* AIM OF THE EXERCISE: The answer must consist of every line in the records below that contains the string "MessagesResponse".

* EXERCISE DATA:
--------------------------------
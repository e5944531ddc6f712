//! Messages API request and response bodies.

use serde::{Deserialize, Serialize};
use serde_json::Value;

use crate::tools::ToolDefinition;

#[derive(Debug, Clone, Serialize)]
pub struct MessagesRequest {
    pub model: String,
    pub max_tokens: u32,
    pub temperature: f32,
    pub system: String,
    pub messages: Vec<Message>,
    #[serde(skip_serializing_if = "Vec::is_empty")]
    pub tools: Vec<ToolDefinition>,
    #[serde(skip_serializing_if = "Option::is_none")]
    pub tool_choice: Option<ToolChoice>,
}

#[derive(Debug, Clone, Copy, PartialEq, Eq, Serialize, Deserialize)]
#[serde(tag = "type", rename_all = "snake_case")]
pub enum ToolChoice {
    /// The model decides whether to call a tool.
    Auto,
    /// Tools stay declared but may not be called.
    None,
}

#[derive(Debug, Clone, Copy, PartialEq, Eq, Serialize, Deserialize)]
#[serde(rename_all = "lowercase")]
pub enum Role {
    User,
    Assistant,
}

#[derive(Debug, Clone, PartialEq, Serialize, Deserialize)]
pub struct Message {
    pub role: Role,
    pub content: MessageContent,
}

impl Message {
    pub fn user(text: impl Into<String>) -> Self {
        Self {
            role: Role::User,
            content: MessageContent::Text(text.into()),
        }
    }

    pub fn user_blocks(blocks: Vec<ContentBlock>) -> Self {
        Self {
            role: Role::User,
            content: MessageContent::Blocks(blocks),
        }
    }

    pub fn assistant_blocks(blocks: Vec<ContentBlock>) -> Self {
        Self {
            role: Role::Assistant,
            content: MessageContent::Blocks(blocks),
        }
    }
}

#[derive(Debug, Clone, PartialEq, Serialize, Deserialize)]
#[serde(untagged)]
pub enum MessageContent {
    Text(String),
    Blocks(Vec<ContentBlock>),
}

#[derive(Debug, Clone, PartialEq, Serialize, Deserialize)]
#[serde(tag = "type", rename_all = "snake_case")]
pub enum ContentBlock {
    Text {
        text: String,
    },
    ToolUse {
        id: String,
        name: String,
        input: Value,
    },
    ToolResult {
        tool_use_id: String,
        content: String,
        #[serde(default, skip_serializing_if = "is_false")]
        is_error: bool,
    },
    /// Block types this client does not handle (thinking, citations...).
    #[serde(other)]
    Unknown,
}

fn is_false(value: &bool) -> bool {
    !*value
}

#[derive(Debug, Clone, Default, PartialEq, Serialize, Deserialize)]
pub struct Usage {
    #[serde(default)]
    pub input_tokens: u32,
    #[serde(default)]
    pub output_tokens: u32,
}

#[derive(Debug, Clone, PartialEq, Serialize, Deserialize)]
pub struct MessagesResponse {
    #[serde(default)]
    pub id: String,
    #[serde(default)]
    pub model: String,
    pub content: Vec<ContentBlock>,
    pub stop_reason: Option<String>,
    #[serde(default)]
    pub usage: Option<Usage>,
}

impl MessagesResponse {
    /// Response with a single text block and `end_turn`.
    pub fn from_text(text: impl Into<String>) -> Self {
        Self {
            id: String::new(),
            model: String::new(),
            content: vec![ContentBlock::Text { text: text.into() }],
            stop_reason: Some("end_turn".to_string()),
            usage: None,
        }
    }

    /// Stopped for `tool_use` and actually carries a tool call. A
    /// `tool_use` stop without one is treated as a final answer.
    pub fn wants_tools(&self) -> bool {
        self.stop_reason.as_deref() == Some("tool_use") && self.tool_uses().next().is_some()
    }

    /// Concatenated text of all text blocks.
    pub fn text(&self) -> String {
        self.content
            .iter()
            .filter_map(|block| match block {
                ContentBlock::Text { text } => Some(text.as_str()),
                _ => None,
            })
            .collect::<Vec<_>>()
            .join("")
    }

    pub fn tool_uses(&self) -> impl Iterator<Item = (&str, &str, &Value)> {
        self.content.iter().filter_map(|block| match block {
            ContentBlock::ToolUse { id, name, input } => {
                Some((id.as_str(), name.as_str(), input))
            }
            _ => None,
        })
    }

    /// Content suitable for echoing back as an assistant turn.
    pub fn replayable_content(&self) -> Vec<ContentBlock> {
        self.content
            .iter()
            .filter(|block| !matches!(block, ContentBlock::Unknown))
            .cloned()
            .collect()
    }
}
//! # course-rag CLI
//!
//! ## Usage
//!
//! ```bash
//! course-rag --config ./config/course-rag.toml <command>
//! ```
//!
//! ## Commands
//!
//! | Command | Description |
//! |---------|-------------|
//! | `course-rag init` | Create the SQLite database and schema |
//! | `course-rag ingest [PATH]` | Ingest course documents (default `documents.path`) |
//! | `course-rag courses` | List stored courses |
//! | `course-rag search "<query>"` | Semantic search over lesson content |
//! | `course-rag ask "<question>"` | Answer one question with the model |
//! | `course-rag serve` | Start the HTTP API and frontend |
//!
//! `ask` and `serve` need `ANTHROPIC_API_KEY` (read from the environment or
//! a `.env` file). Log verbosity follows `RUST_LOG` (default `info`).

use anyhow::Result;
use clap::{Parser, Subcommand};
use std::path::PathBuf;
use std::sync::Arc;
use tracing_subscriber::layer::SubscriberExt;
use tracing_subscriber::util::SubscriberInitExt;

use course_rag::config::{self, Config};
use course_rag::rag::RagSystem;
use course_rag::{ingest, migrate, search, server};

/// Course materials assistant: ingest course documents, search them, and
/// answer questions about them over HTTP.
#[derive(Parser)]
#[command(name = "course-rag", version)]
struct Cli {
    /// Path to configuration file (TOML). Defaults apply when it is missing.
    #[arg(long, global = true, default_value = "./config/course-rag.toml")]
    config: PathBuf,

    #[command(subcommand)]
    command: Commands,
}

#[derive(Subcommand)]
enum Commands {
    /// Create the database schema. Safe to run repeatedly.
    Init,

    /// Ingest course documents from a folder or a single file.
    Ingest {
        /// Folder or file to ingest. Defaults to `[documents].path`.
        path: Option<PathBuf>,

        /// Delete all stored courses first.
        #[arg(long)]
        clear: bool,
    },

    /// List stored courses with their lesson counts.
    Courses,

    /// Search lesson content.
    Search {
        query: String,

        /// Restrict to a course (partial names are resolved).
        #[arg(long)]
        course: Option<String>,

        /// Restrict to a lesson number.
        #[arg(long)]
        lesson: Option<i64>,
    },

    /// Ask one question and print the answer with its sources.
    Ask {
        question: String,

        /// Continue an existing session.
        #[arg(long)]
        session: Option<String>,
    },

    /// Start the HTTP server.
    Serve,
}

#[tokio::main]
async fn main() -> Result<()> {
    let env_filter =
        tracing_subscriber::EnvFilter::try_from_default_env().unwrap_or_else(|_| "info".into());
    tracing_subscriber::registry()
        .with(env_filter)
        .with(tracing_subscriber::fmt::layer().with_writer(std::io::stderr))
        .init();

    let cli = Cli::parse();
    let cfg = config::load_or_default(&cli.config)?;

    match cli.command {
        Commands::Init => {
            migrate::run_migrations(&cfg).await?;
            println!("Database initialized successfully.");
        }
        Commands::Ingest { path, clear } => {
            ingest::run_ingest(&cfg, path.as_deref(), clear).await?;
        }
        Commands::Courses => {
            search::run_courses(&cfg).await?;
        }
        Commands::Search {
            query,
            course,
            lesson,
        } => {
            search::run_search(&cfg, &query, course.as_deref(), lesson).await?;
        }
        Commands::Ask { question, session } => {
            run_ask(&cfg, &question, session.as_deref()).await?;
        }
        Commands::Serve => {
            run_serve(&cfg).await?;
        }
    }

    Ok(())
}

async fn run_ask(cfg: &Config, question: &str, session: Option<&str>) -> Result<()> {
    let api_key = config::anthropic_api_key()?;
    let rag = RagSystem::from_config(cfg, &api_key).await?;
    let outcome = rag.query(question, session).await?;

    println!("{}", outcome.answer);
    if !outcome.sources.is_empty() {
        println!();
        println!("Sources:");
        for source in &outcome.sources {
            match &source.url {
                Some(url) => println!("  - {} ({})", source.text, url),
                None => println!("  - {}", source.text),
            }
        }
    }
    println!();
    println!("session: {}", outcome.session_id);
    Ok(())
}

async fn run_serve(cfg: &Config) -> Result<()> {
    let api_key = config::anthropic_api_key()?;
    let rag = Arc::new(RagSystem::from_config(cfg, &api_key).await?);

    if cfg.server.ingest_on_startup {
        match rag.add_course_folder(&cfg.documents.path, false).await {
            Ok(report) => tracing::info!(
                courses = report.courses_added,
                chunks = report.chunks_added,
                skipped = report.skipped,
                failed = report.failed,
                "startup ingestion complete"
            ),
            Err(e) => tracing::warn!(error = %format!("{:#}", e), "startup ingestion failed"),
        }
    }

    server::run_server(cfg, rag).await
}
--------------------------------
* SOLUTION TO THE EXERCISE:
pub struct MessagesResponse {
impl MessagesResponse {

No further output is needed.